All of a sudden rounds were cracking over our heads snapping limbs off trees. Off in the distance I heard the sound of incoming mortar rounds as the crescendo of small arms fire, machine gun fire, and mortar rounds exploding became deafening. It was so loud I couldn’t hear what anyone was saying all around me. Looking to my right I saw four guys crumple to the ground cut down by enemy fire. In the distance I could see North Vietnamese soldiers in their khaki uniforms advancing in the elephant grass with their AK47’s blazing. From the first few rounds cracking over our heads to the North Vietnamese advancing on us in the grass it seemed like an eternity when in reality it was only a matter of seconds or minutes. Soon there was the cry “medic” from the lips of the wounded. What started out as a “Walk in the Sun” had suddenly turned into a hellish nightmare as friends of mine were dropping everywhere.

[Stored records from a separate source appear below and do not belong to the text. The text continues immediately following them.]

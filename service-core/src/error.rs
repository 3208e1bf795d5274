use thiserror::Error;

/// Startup failures: bad configuration or a listener that cannot bind.
#[derive(Debug, Error)]
pub enum AppError {
    #[error("Internal server error: {0}")]
    InternalError(#[from] anyhow::Error),

    #[error("Configuration error: {0}")]
    ConfigError(anyhow::Error),
}

impl From<config::ConfigError> for AppError {
    fn from(err: config::ConfigError) -> Self {
        AppError::ConfigError(anyhow::Error::new(err))
    }
}

impl From<std::io::Error> for AppError {
    fn from(err: std::io::Error) -> Self {
        AppError::InternalError(anyhow::Error::new(err))
    }
}
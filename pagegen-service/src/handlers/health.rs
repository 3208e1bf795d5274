use crate::AppState;
use axum::{extract::State, response::IntoResponse, Json};
use serde_json::json;

pub async fn health_check(State(state): State<AppState>) -> impl IntoResponse {
    Json(json!({
        "status": "ok",
        "service": "pagegen-service",
        "version": env!("CARGO_PKG_VERSION"),
        "backend": state.backend.as_str(),
    }))
}
//! Intake Bot - Medical help request form over Telegram
//!
//! This crate walks a person through a fixed questionnaire about an injured
//! person and forwards the collected answers to a doctors' chat.

pub mod adapters;
pub mod application;
pub mod config;
pub mod domain;
pub mod ports;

Up until this moment I had spent the previous two months in base camp performing a variety of mundane duties and had not seen any combat. I was beginning to wonder if I would ever see any. I was now facing combat for the first time in what was to be one of the deadliest days for an American unit in the entire Vietnam War.
That day I learned the true meaning of fear in the waist high elephant grass of the Ia Drang Valley and that there is more to combat then what’s portrayed in glamorized Hollywood movies. To understand combat you need to experience it first hand to know the true horror of it. Hollywood movies have never been able to portray war with its deafening sound of rifle, machine gun and mortar fire, the screams of the wounded and dying as you face a determined foe trying to take your life. This is what I encountered in my first combat in Vietnam.
Nothing quite brings you to your senses until you see the enemy coming at you, his weapon blazing and the sound of rounds cracking all around you. In training we fired at stationary pop-up targets on the rifle range and never had to worry about return fire. Now I found myself confronted by a relentless foe determined to take my life. I learned quickly if I didn’t get him first he would get me.
I can recall flipping the safety off on my M16 and firing quick bursts at the North Vietnamese soldiers advancing on our make shift position. One, two, three dropped yet they still continued to come, drawing closer and closer as my heart pounded and my hands trembled. I fumbled with another magazine and had trouble slipping it in my rifle as both my hands were shaking. I could see the sun glistening off their bayonets as the khaki clad North Vietnamese soldiers continued to push forward. I had never been confronted with a life or death situation in my life till that afternoon in the deep grass of the Ia Drang. It was to change my life forever.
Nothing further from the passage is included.